(Saved entries)
>>>

use axum::{
    Extension, Json,
    extract::{Path, State},
    http::StatusCode,
    response::IntoResponse,
};
use axum_extra::extract::WithRejection;
use tracing::debug;
use uuid::Uuid;

use huddle_db::convert::parse_id;
use huddle_types::api::{
    Claims, FriendRequestsResponse, FriendsResponse, RespondFriendRequest,
    RespondFriendRequestResponse, SendFriendRequest, SendFriendRequestResponse, SendOutcome,
};
use huddle_types::models::FriendRequestStatus;

use crate::error::{ApiError, ApiResult, blocking};
use crate::state::AppState;

pub async fn send_request(
    State(state): State<AppState>,
    Extension(claims): Extension<Claims>,
    WithRejection(Json(req), _): WithRejection<Json<SendFriendRequest>, ApiError>,
) -> ApiResult<impl IntoResponse> {
    let sender = claims.sub.to_string();
    let receiver = req.receiver_id.to_string();
    let (request_id, outcome) =
        blocking(&state, move |db| db.send_friend_request(&sender, &receiver)).await?;
    debug!("{} -> {} friend request {:?}", claims.sub, req.receiver_id, outcome);

    let status = match outcome {
        SendOutcome::Created => StatusCode::CREATED,
        SendOutcome::Resent => StatusCode::OK,
    };
    Ok((
        status,
        Json(SendFriendRequestResponse {
            request_id: parse_id(&request_id, "request id"),
            outcome,
        }),
    ))
}

pub async fn respond_to_request(
    State(state): State<AppState>,
    Extension(claims): Extension<Claims>,
    WithRejection(Path(request_id), _): WithRejection<Path<Uuid>, ApiError>,
    WithRejection(Json(req), _): WithRejection<Json<RespondFriendRequest>, ApiError>,
) -> ApiResult<Json<RespondFriendRequestResponse>> {
    let status: FriendRequestStatus = req
        .status
        .parse()
        .map_err(|_| ApiError::BadRequest("Status must be accepted or rejected".into()))?;

    let responder = claims.sub.to_string();
    blocking(&state, move |db| {
        db.respond_to_friend_request(&request_id.to_string(), &responder, status)
    })
    .await?;

    Ok(Json(RespondFriendRequestResponse { request_id, status }))
}

pub async fn list_requests(
    State(state): State<AppState>,
    Extension(claims): Extension<Claims>,
) -> ApiResult<Json<FriendRequestsResponse>> {
    let user = claims.sub.to_string();
    let listing = blocking(&state, move |db| db.list_friend_requests(&user)).await?;
    Ok(Json(FriendRequestsResponse {
        received: listing.received.into_iter().map(Into::into).collect(),
        sent: listing.sent.into_iter().map(Into::into).collect(),
    }))
}

pub async fn list_friends(
    State(state): State<AppState>,
    Extension(claims): Extension<Claims>,
) -> ApiResult<Json<FriendsResponse>> {
    let user = claims.sub.to_string();
    let rows = blocking(&state, move |db| db.list_friends(&user)).await?;
    Ok(Json(FriendsResponse {
        friends: rows.into_iter().map(Into::into).collect(),
    }))
}

pub async fn remove_friend(
    State(state): State<AppState>,
    Extension(claims): Extension<Claims>,
    WithRejection(Path(friend_id), _): WithRejection<Path<Uuid>, ApiError>,
) -> ApiResult<StatusCode> {
    let user = claims.sub.to_string();
    blocking(&state, move |db| db.remove_friend(&user, &friend_id.to_string())).await?;
    Ok(StatusCode::NO_CONTENT)
}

<<<

> [TASK DETAILS] Copy all the records above exactly, missing none.

> [WRITTEN RESPONSE]
use axum::{
    Extension, Json,
    extract::{Path, State},
    http::StatusCode,
    response::IntoResponse,
};
use axum_extra::extract::WithRejection;
use tracing::debug;
use uuid::Uuid;

use huddle_db::convert::parse_id;
use huddle_types::api::{
    Claims, FriendRequestsResponse, FriendsResponse, RespondFriendRequest,
    RespondFriendRequestResponse, SendFriendRequest, SendFriendRequestResponse, SendOutcome,
};
use huddle_types::models::FriendRequestStatus;

use crate::error::{ApiError, ApiResult, blocking};
use crate::state::AppState;

pub async fn send_request(
    State(state): State<AppState>,
    Extension(claims): Extension<Claims>,
    WithRejection(Json(req), _): WithRejection<Json<SendFriendRequest>, ApiError>,
) -> ApiResult<impl IntoResponse> {
    let sender = claims.sub.to_string();
    let receiver = req.receiver_id.to_string();
    let (request_id, outcome) =
        blocking(&state, move |db| db.send_friend_request(&sender, &receiver)).await?;
    debug!("{} -> {} friend request {:?}", claims.sub, req.receiver_id, outcome);

    let status = match outcome {
        SendOutcome::Created => StatusCode::CREATED,
        SendOutcome::Resent => StatusCode::OK,
    };
    Ok((
        status,
        Json(SendFriendRequestResponse {
            request_id: parse_id(&request_id, "request id"),
            outcome,
        }),
    ))
}

pub async fn respond_to_request(
    State(state): State<AppState>,
    Extension(claims): Extension<Claims>,
    WithRejection(Path(request_id), _): WithRejection<Path<Uuid>, ApiError>,
    WithRejection(Json(req), _): WithRejection<Json<RespondFriendRequest>, ApiError>,
) -> ApiResult<Json<RespondFriendRequestResponse>> {
    let status: FriendRequestStatus = req
        .status
        .parse()
        .map_err(|_| ApiError::BadRequest("Status must be accepted or rejected".into()))?;

    let responder = claims.sub.to_string();
    blocking(&state, move |db| {
        db.respond_to_friend_request(&request_id.to_string(), &responder, status)
    })
    .await?;

    Ok(Json(RespondFriendRequestResponse { request_id, status }))
}

pub async fn list_requests(
    State(state): State<AppState>,
    Extension(claims): Extension<Claims>,
) -> ApiResult<Json<FriendRequestsResponse>> {
    let user = claims.sub.to_string();
    let listing = blocking(&state, move |db| db.list_friend_requests(&user)).await?;
    Ok(Json(FriendRequestsResponse {
        received: listing.received.into_iter().map(Into::into).collect(),
        sent: listing.sent.into_iter().map(Into::into).collect(),
    }))
}

pub async fn list_friends(
    State(state): State<AppState>,
    Extension(claims): Extension<Claims>,
) -> ApiResult<Json<FriendsResponse>> {
    let user = claims.sub.to_string();
    let rows = blocking(&state, move |db| db.list_friends(&user)).await?;
    Ok(Json(FriendsResponse {
        friends: rows.into_iter().map(Into::into).collect(),
    }))
}

pub async fn remove_friend(
    State(state): State<AppState>,
    Extension(claims): Extension<Claims>,
    WithRejection(Path(friend_id), _): WithRejection<Path<Uuid>, ApiError>,
) -> ApiResult<StatusCode> {
    let user = claims.sub.to_string();
    blocking(&state, move |db| db.remove_friend(&user, &friend_id.to_string())).await?;
    Ok(StatusCode::NO_CONTENT)
}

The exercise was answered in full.